BEGIN WORKING DATA

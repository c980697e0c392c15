use async_trait::async_trait;

use crate::{
    error::Result,
    event::NotificationEvent,
    schema::{DynamicOption, FieldSpec},
};

/// Core notification provider trait. Each messaging platform implements this.
///
/// The host passes stored settings as loosely typed [`serde_json::Value`]
/// maps; each provider deserializes them into its own config type. Every
/// operation is a pure function of its inputs plus network effects — no
/// state is kept between invocations, and a failure is terminal for that
/// single operation.
#[async_trait]
pub trait NotificationProvider: Send + Sync {
    /// Provider identifier (e.g. "mattermost").
    fn id(&self) -> &str;

    /// Human-readable provider name.
    fn name(&self) -> &str;

    /// Logo asset filename shipped with the provider.
    fn logo_file_name(&self) -> &str;

    /// Connection settings shown when the operator configures the provider.
    fn settings(&self) -> Vec<FieldSpec>;

    /// Per-rule settings shown when the operator configures a notification.
    fn notification_settings(&self) -> Vec<FieldSpec>;

    /// Verify that the supplied connection settings are usable.
    ///
    /// Invoked before the host persists settings submitted via its UI.
    async fn test_connection(&self, settings: &serde_json::Value) -> Result<()>;

    /// Resolve the live option list for a dynamic field.
    ///
    /// Unrecognized field names resolve to an empty list without error, so
    /// hosts may probe fields added in later versions.
    async fn dynamic_field(
        &self,
        field_name: &str,
        settings: &serde_json::Value,
    ) -> Result<Vec<DynamicOption>>;

    /// Deliver one event using stored provider and rule settings.
    async fn send(
        &self,
        settings: &serde_json::Value,
        rule_settings: &serde_json::Value,
        event: &NotificationEvent,
    ) -> Result<()>;
}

END WORKING DATA

- **EXERCISE DETAILS**
Looking through the records, copy out every line in which the word "when" is found.

- **EXERCISE OUTPUT**
    /// Connection settings shown when the operator configures the provider.
    /// Per-rule settings shown when the operator configures a notification.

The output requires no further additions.